In Ewalt v. GateHouse Media Ohio Holdings, No. 25-4015 (6th Cir. May 22, 2026), the Sixth Circuit agrees with the defendant that the district court ought not have remanded this CAFA (Class Action Fairness Act) case after denying class certification, but holds that the remand could no longer be challenged after the 30-day window for removing the case expired.
Plaintiffs filed a putative class action lawsuit against defendant GateHouse in Ohio state court in 2019. GateHouse timely removed the case to federal court (28 U.S.C. § 1446), invoking federal jurisdiction under CAFA (28 U.S.C. § 1332(d)).

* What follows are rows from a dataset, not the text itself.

// config.rs - Simulation settings, optionally loaded from a JSON file

use std::path::Path;
use std::time::Duration;

use serde::{Deserialize, Serialize};

use crate::error::ConfigError;
use crate::grid::GRID_SIZE;

#[derive(Clone, Debug, PartialEq, Serialize, Deserialize)]
#[serde(default)]
pub struct StepperConfig {
    pub grid_size: usize,
    pub interval_ms: u64,
    pub alive_probability: f64,
    /// Fixed seed for the random start grid; drawn fresh when absent.
    pub seed: Option<u64>,
    pub live_color: [u8; 3],
    pub clear_color: [u8; 3],
}

impl Default for StepperConfig {
    fn default() -> Self {
        Self {
            grid_size: GRID_SIZE,
            interval_ms: 500,
            alive_probability: 0.4,
            seed: None,
            live_color: [200, 20, 100],
            clear_color: [0, 25, 51],
        }
    }
}

impl StepperConfig {
    pub fn load(path: &Path) -> Result<Self, ConfigError> {
        let text = std::fs::read_to_string(path).map_err(|source| ConfigError::Io {
            path: path.to_path_buf(),
            source,
        })?;
        Self::from_json(&text)
    }

    pub fn from_json(text: &str) -> Result<Self, ConfigError> {
        let config: Self = serde_json::from_str(text)?;
        config.validate()?;
        Ok(config)
    }

    pub fn validate(&self) -> Result<(), ConfigError> {
        if self.grid_size == 0 {
            return Err(ConfigError::Invalid("grid_size must be positive".into()));
        }
        if self.interval_ms == 0 {
            return Err(ConfigError::Invalid("interval_ms must be positive".into()));
        }
        if !(0.0..=1.0).contains(&self.alive_probability) {
            return Err(ConfigError::Invalid(format!(
                "alive_probability {} is outside 0..=1",
                self.alive_probability
            )));
        }
        Ok(())
    }

    pub fn interval(&self) -> Duration {
        Duration::from_millis(self.interval_ms)
    }
}
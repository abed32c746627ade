// lib.rs - Double-buffered cellular automaton stepping
//
// GridStepper owns two cell buffers and a step counter; `step % 2` picks the
// buffer read by the next step, the other one is written. Cell updates and
// drawing are left to ComputeStep and RenderStep collaborators, sequenced by
// a FrameDriver.

pub mod compute;
pub mod config;
pub mod driver;
pub mod error;
pub mod grid;
pub mod render;
pub mod seed;
pub mod stepper;

pub use compute::{ComputeStep, LifeCompute};
pub use config::StepperConfig;
pub use driver::{FrameDriver, LoopMode};
pub use error::{ComputeError, ConfigError, FrameError, RenderError, StepperError};
pub use grid::{ALIVE, CellGrid, CellState, DEAD, GRID_SIZE};
pub use render::{RenderStep, TextRender};
pub use seed::SeedFn;
pub use stepper::GridStepper;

“For most of the next five years, the parties litigated the dispute in its new federal home. Eventually, the district court issued an order denying plaintiffs’ motion for class certification . . . . In the same order, the district court remanded the case to state court, concluding that the district court could no longer exercise jurisdiction over the case following the denial of class certification, and declined to exercise supplemental jurisdiction.”
After the state court certified a class in 2025, the defendant removed the case back to federal court, again citing CAFA. The district court denied the plaintiffs’ motion to remand, holding that even if it was filed too late, the 30-day deadline for removal was equitably tolled. Plaintiffs appealed under 28 U.S.C. § 1453(c)(1).
The Sixth Circuit reverses and orders the case remanded back to state court.
The panel agrees that the district court legally erred in holding, in the first instance, that it automatically lost CAFA jurisdiction when it denied class certification. “[E]very circuit court to speak on the issue has agreed that CAFA jurisdiction survives the denial of class certification,” citing seven circuits and several district court decisions in support. The district court even confessed that its original remand order was improper.
The problem for defendant is that its second removal petition came some 2,000 days after the original filing of the state class-action complaint that triggers the 30-day removal period.
Defendant “assert[ed] that plaintiffs’ class certification effort in state court following remand effectively reset the removal clock.” The panel rejects that argument. A “motion in state court to certify a case as a class action, as occurred here, does not serve as a basis for retriggering the 30-day removal clock so long as the original complaint contained ’solid and unambiguous information that the case [was] removable’ . . . . Once the default removal clock started ticking, GateHouse had exactly 30 days to remove.”
And although the district court permitted the removal on a theory of equitable tolling, the intervening Supreme Court decision in Enbridge Energy, LP v. Nessel ex rel. Michigan, 146 S. Ct. 1074 (2026), knocked that possibility out: the Supreme Court held that the 30-day deadline of § 1446(b)(1) is jurisdictional and thus cannot be equitably tolled.
“We recognize the obvious reality that GateHouse’s fate was largely the result of an error it did not commit. While we are powerless to turn back time and remedy the error, GateHouse was not similarly powerless in the face of the district court’s remand order. GateHouse had good-faith legal arguments that the case should have remained in federal court even after class certification was denied. Yet GateHouse stayed silent. The company neither filed a motion contesting the district court’s remand order nor sought certification of that order for interlocutory appeal. See 28 U.S.C. § 1453(c)(1). To be sure, the state of play here was atypical. Yet that reality does not change the fact that GateHouse had opportunities to address the matter in a timely fashion. Regrettably, its belated attempt to do so came too late in the day.”